After being selected in the second round of the NBA draft in 1998 by the Atlanta Hawks, Carr would play that sole season (the lockout-shortened 1999 season) with the Chicago Bulls, averaging 4 points in 42 appearances.

In 2000, Carr arrived at Israel, beginning a long career in the country.
He played in Ironi Nahariya, Elitzur Ashkelon, Maccabi Giv'at Shmuel, Ironi Ashkelon, Hapoel Tel Aviv, Maccabi Haifa B.C.
During that period, he has also played overseas in France, Italy and Cyprus.
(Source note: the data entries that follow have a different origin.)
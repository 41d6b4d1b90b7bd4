//! Configuration management for storyloom.
//!
//! Configuration is merged from, in increasing precedence:
//! - Built-in defaults
//! - The workspace config file (`.storyloom/config.yaml`)
//! - Environment variables
//! - Command-line flags
//!
//! All workspace state (snapshot, sessions, prompt overrides) lives under `.storyloom/`.

use serde::{Deserialize, Serialize};
use std::collections::HashMap;
use std::path::{Path, PathBuf};

use crate::error::{AppError, AppResult};

/// Name of the per-workspace state directory.
pub const STATE_DIR: &str = ".storyloom";

/// Default timeout for generation requests, in seconds.
pub const DEFAULT_REQUEST_TIMEOUT_SECS: u64 = 60;

/// Providers the generation factory knows how to build.
pub const KNOWN_PROVIDERS: [&str; 3] = ["ollama", "groq", "openai"];

/// Main application configuration.
#[derive(Debug, Clone, Serialize, Deserialize)]
pub struct AppConfig {
    /// Path to the workspace root (contains .storyloom/)
    pub workspace: PathBuf,

    /// Optional config file path
    pub config_file: Option<PathBuf>,

    /// Generation provider ("ollama", "groq", "openai")
    pub provider: String,

    /// Generation model identifier
    pub model: String,

    /// API key override for the generation provider
    pub api_key: Option<String>,

    /// Timeout applied to every generation request
    pub request_timeout_secs: u64,

    /// Log level override
    pub log_level: Option<String>,

    /// Verbose mode (enables debug logging)
    pub verbose: bool,

    /// Disable colored output
    pub no_color: bool,

    /// Emit logs as JSON lines
    pub json_logs: bool,

    /// Provider configurations from config.yaml
    pub llm: Option<LlmConfig>,
}

/// LLM configuration from config.yaml.
#[derive(Debug, Clone, Serialize, Deserialize)]
pub struct LlmConfig {
    #[serde(rename = "activeProvider")]
    pub active_provider: String,

    pub providers: HashMap<String, ProviderConfig>,
}

/// Provider-specific configuration.
///
/// Variants are tried in order; an entry with `apiKeyEnv` is an
/// OpenAI-compatible endpoint (Groq, OpenAI), anything else with an
/// `endpoint` is treated as Ollama.
#[derive(Debug, Clone, Serialize, Deserialize)]
#[serde(untagged)]
pub enum ProviderConfig {
    OpenAiCompatible {
        #[serde(rename = "apiKeyEnv")]
        api_key_env: String,
        model: String,
        endpoint: Option<String>,
        timeout: Option<u64>,
    },
    Ollama {
        endpoint: String,
        model: String,
        timeout: Option<u64>,
    },
}

impl ProviderConfig {
    /// Model configured for this provider.
    pub fn model(&self) -> &str {
        match self {
            Self::OpenAiCompatible { model, .. } | Self::Ollama { model, .. } => model,
        }
    }

    /// Endpoint override, if any.
    pub fn endpoint(&self) -> Option<&str> {
        match self {
            Self::OpenAiCompatible { endpoint, .. } => endpoint.as_deref(),
            Self::Ollama { endpoint, .. } => Some(endpoint),
        }
    }

    /// Request timeout override, in seconds.
    pub fn timeout(&self) -> Option<u64> {
        match self {
            Self::OpenAiCompatible { timeout, .. } | Self::Ollama { timeout, .. } => *timeout,
        }
    }
}

/// Full configuration file structure.
#[derive(Debug, Clone, Serialize, Deserialize)]
struct ConfigFile {
    llm: Option<LlmConfig>,
    workspace: Option<WorkspaceConfig>,
    logging: Option<LoggingConfig>,
}

#[derive(Debug, Clone, Serialize, Deserialize)]
struct WorkspaceConfig {
    path: Option<String>,
}

#[derive(Debug, Clone, Serialize, Deserialize)]
struct LoggingConfig {
    level: Option<String>,
    color: Option<bool>,
    json: Option<bool>,
}

impl Default for AppConfig {
    fn default() -> Self {
        Self {
            workspace: std::env::current_dir().unwrap_or_else(|_| PathBuf::from(".")),
            config_file: None,
            provider: "ollama".to_string(),
            model: "llama3.2".to_string(),
            api_key: None,
            request_timeout_secs: DEFAULT_REQUEST_TIMEOUT_SECS,
            log_level: None,
            verbose: false,
            no_color: false,
            json_logs: false,
            llm: None,
        }
    }
}

impl AppConfig {
    /// Load configuration from defaults, the workspace config file and
    /// environment variables.
    ///
    /// Environment variables:
    /// - `STORYLOOM_WORKSPACE`: Override workspace path
    /// - `STORYLOOM_CONFIG`: Path to config file
    /// - `STORYLOOM_PROVIDER`: Generation provider
    /// - `STORYLOOM_MODEL`: Generation model
    /// - `STORYLOOM_API_KEY`: API key
    /// - `RUST_LOG`: Log level
    /// - `NO_COLOR`: Disable colored output
    ///
    /// # Example
    /// ```no_run
    /// use storyloom_core::config::AppConfig;
    ///
    /// let config = AppConfig::load().expect("Failed to load config");
    /// println!("Workspace: {:?}", config.workspace);
    /// ```
    pub fn load() -> AppResult<Self> {
        let mut config = Self::default();

        if let Ok(workspace) = std::env::var("STORYLOOM_WORKSPACE") {
            config.workspace = PathBuf::from(workspace);
        }

        if let Ok(config_file) = std::env::var("STORYLOOM_CONFIG") {
            config.config_file = Some(PathBuf::from(config_file));
        }

        if !config.workspace.exists() {
            return Err(AppError::Config(format!(
                "Workspace directory does not exist: {:?}",
                config.workspace
            )));
        }

        let config_path = config
            .config_file
            .clone()
            .unwrap_or_else(|| config.state_dir().join("config.yaml"));

        if config_path.exists() {
            config = config.merge_yaml(&config_path)?;
        }

        // Environment variables override YAML config
        if let Ok(provider) = std::env::var("STORYLOOM_PROVIDER") {
            config.provider = provider;
        }

        if let Ok(model) = std::env::var("STORYLOOM_MODEL") {
            config.model = model;
        }

        if let Ok(key) = std::env::var("STORYLOOM_API_KEY") {
            config.api_key = Some(key);
        }

        if let Ok(level) = std::env::var("RUST_LOG") {
            config.log_level = Some(level);
        }

        if std::env::var("NO_COLOR").is_ok() {
            config.no_color = true;
        }

        Ok(config)
    }

    /// Merge a YAML configuration file into a copy of this config.
    fn merge_yaml(&self, path: &Path) -> AppResult<Self> {
        let contents = std::fs::read_to_string(path).map_err(|e| {
            AppError::Config(format!("Failed to read config file {:?}: {}", path, e))
        })?;

        let config_file: ConfigFile = serde_yaml::from_str(&contents).map_err(|e| {
            AppError::Config(format!("Failed to parse config file {:?}: {}", path, e))
        })?;

        let mut result = self.clone();

        if let Some(path) = config_file.workspace.and_then(|ws| ws.path) {
            result.workspace = PathBuf::from(path);
        }

        if let Some(logging) = config_file.logging {
            if let Some(level) = logging.level {
                result.log_level = Some(level);
            }
            if let Some(color) = logging.color {
                result.no_color = !color;
            }
            if let Some(json) = logging.json {
                result.json_logs = json;
            }
        }

        if let Some(llm) = config_file.llm {
            result.provider = llm.active_provider.clone();

            if let Some(provider_config) = llm.providers.get(&llm.active_provider) {
                result.model = provider_config.model().to_string();
                if let Some(timeout) = provider_config.timeout() {
                    result.request_timeout_secs = timeout;
                }
            }

            result.llm = Some(llm);
        }

        Ok(result)
    }

    /// Apply CLI overrides to the configuration.
    ///
    /// CLI flags take precedence over environment variables and the config file.
    #[allow(clippy::too_many_arguments)]
    pub fn with_overrides(
        mut self,
        workspace: Option<PathBuf>,
        config_file: Option<PathBuf>,
        provider: Option<String>,
        model: Option<String>,
        log_level: Option<String>,
        verbose: bool,
        no_color: bool,
        json_logs: bool,
    ) -> Self {
        if let Some(workspace) = workspace {
            self.workspace = workspace;
        }

        if let Some(config_file) = config_file {
            self.config_file = Some(config_file);
        }

        if let Some(provider) = provider {
            self.provider = provider;
        }

        if let Some(model) = model {
            self.model = model;
        }

        if let Some(log_level) = log_level {
            self.log_level = Some(log_level);
        }

        if verbose {
            self.verbose = true;
            if self.log_level.is_none() {
                self.log_level = Some("debug".to_string());
            }
        }

        if no_color {
            self.no_color = true;
        }

        if json_logs {
            self.json_logs = true;
        }

        self
    }

    /// Get the path to the .storyloom directory.
    pub fn state_dir(&self) -> PathBuf {
        self.workspace.join(STATE_DIR)
    }

    /// Ensure the .storyloom directory exists.
    pub fn ensure_state_dir(&self) -> AppResult<()> {
        let state_dir = self.state_dir();
        if !state_dir.exists() {
            std::fs::create_dir_all(&state_dir).map_err(|e| {
                AppError::Config(format!("Failed to create {} directory: {}", STATE_DIR, e))
            })?;
        }
        Ok(())
    }

    /// Get the configuration for a provider, if the config file declares one.
    pub fn get_provider_config(&self, provider: &str) -> Option<&ProviderConfig> {
        self.llm.as_ref().and_then(|llm| llm.providers.get(provider))
    }

    /// Endpoint override for a provider.
    pub fn provider_endpoint(&self, provider: &str) -> Option<&str> {
        self.get_provider_config(provider)
            .and_then(ProviderConfig::endpoint)
    }

    /// Resolve the API key for a provider.
    ///
    /// `STORYLOOM_API_KEY` wins; otherwise the provider's `apiKeyEnv`, or the
    /// conventional `<PROVIDER>_API_KEY` variable (e.g. `GROQ_API_KEY`).
    pub fn resolve_api_key(&self, provider: &str) -> Option<String> {
        if let Some(ref key) = self.api_key {
            return Some(key.clone());
        }

        let env_var = match self.get_provider_config(provider) {
            Some(ProviderConfig::OpenAiCompatible { api_key_env, .. }) => api_key_env.clone(),
            Some(ProviderConfig::Ollama { .. }) => return None,
            None => format!("{}_API_KEY", provider.to_uppercase()),
        };

        std::env::var(env_var).ok()
    }

    /// Validate configuration for the active provider.
    pub fn validate(&self) -> AppResult<()> {
        let provider = self.provider.as_str();

        if !KNOWN_PROVIDERS.contains(&provider) {
            return Err(AppError::Config(format!(
                "Unknown provider: {}. Supported: {}",
                provider,
                KNOWN_PROVIDERS.join(", ")
            )));
        }

        if self.request_timeout_secs == 0 {
            return Err(AppError::Config(
                "Request timeout must be greater than zero".to_string(),
            ));
        }

        if provider != "ollama" && self.resolve_api_key(provider).is_none() {
            return Err(AppError::Config(format!(
                "No API key found for provider '{}'. Set STORYLOOM_API_KEY or {}_API_KEY",
                provider,
                provider.to_uppercase()
            )));
        }

        Ok(())
    }
}

#[cfg(test)]
mod tests {
    use super::*;
    use tempfile::TempDir;

    #[test]
    fn test_default_config() {
        let config = AppConfig::default();
        assert_eq!(config.provider, "ollama");
        assert_eq!(config.model, "llama3.2");
        assert_eq!(config.request_timeout_secs, 60);
        assert!(!config.verbose);
        assert!(!config.json_logs);
    }

    #[test]
    fn test_state_dir() {
        let config = AppConfig::default();
        assert!(config.state_dir().ends_with(".storyloom"));
    }

    #[test]
    fn test_with_overrides() {
        let overridden = AppConfig::default().with_overrides(
            None,
            None,
            Some("groq".to_string()),
            Some("llama3-8b-8192".to_string()),
            None,
            true,
            false,
            true,
        );

        assert_eq!(overridden.provider, "groq");
        assert_eq!(overridden.model, "llama3-8b-8192");
        assert!(overridden.verbose);
        assert!(overridden.json_logs);
        assert_eq!(overridden.log_level, Some("debug".to_string()));
    }

    #[test]
    fn test_merge_yaml_selects_active_provider() {
        let temp = TempDir::new().unwrap();
        let path = temp.path().join("config.yaml");
        std::fs::write(
            &path,
            r#"
llm:
  activeProvider: groq
  providers:
    groq:
      apiKeyEnv: MY_GROQ_KEY
      model: llama3-8b-8192
      timeout: 90
    ollama:
      endpoint: http://localhost:11434
      model: llama3.2
logging:
  level: debug
  json: true
"#,
        )
        .unwrap();

        let merged = AppConfig::default().merge_yaml(&path).unwrap();
        assert_eq!(merged.provider, "groq");
        assert_eq!(merged.model, "llama3-8b-8192");
        assert_eq!(merged.request_timeout_secs, 90);
        assert_eq!(merged.log_level, Some("debug".to_string()));
        assert!(merged.json_logs);

        assert!(matches!(
            merged.get_provider_config("groq"),
            Some(ProviderConfig::OpenAiCompatible { .. })
        ));
        assert_eq!(
            merged.provider_endpoint("ollama"),
            Some("http://localhost:11434")
        );
    }

    #[test]
    fn test_explicit_api_key_wins() {
        let mut config = AppConfig::default();
        config.api_key = Some("secret".to_string());
        assert_eq!(config.resolve_api_key("groq"), Some("secret".to_string()));
    }

    #[test]
    fn test_validate_unknown_provider() {
        let mut config = AppConfig::default();
        config.provider = "unknown".to_string();
        assert!(config.validate().is_err());
    }

    #[test]
    fn test_validate_ollama() {
        let config = AppConfig::default();
        assert!(config.validate().is_ok());
    }

    #[test]
    fn test_validate_zero_timeout() {
        let mut config = AppConfig::default();
        config.request_timeout_secs = 0;
        assert!(config.validate().is_err());
    }
}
In the beginning of the 2009/2010 season Carr became an Israeli citizen.

In 2016/2017 he was the coach of the youth team of Maccabi Gedera.

Carr is currently a Player Development Coach For Maccabi Tel Aviv B.C

Carr is the father of current NFL players Tristin McCollum and Zyon McCollum, and he is a cousin of NBA player Cliff Levingston.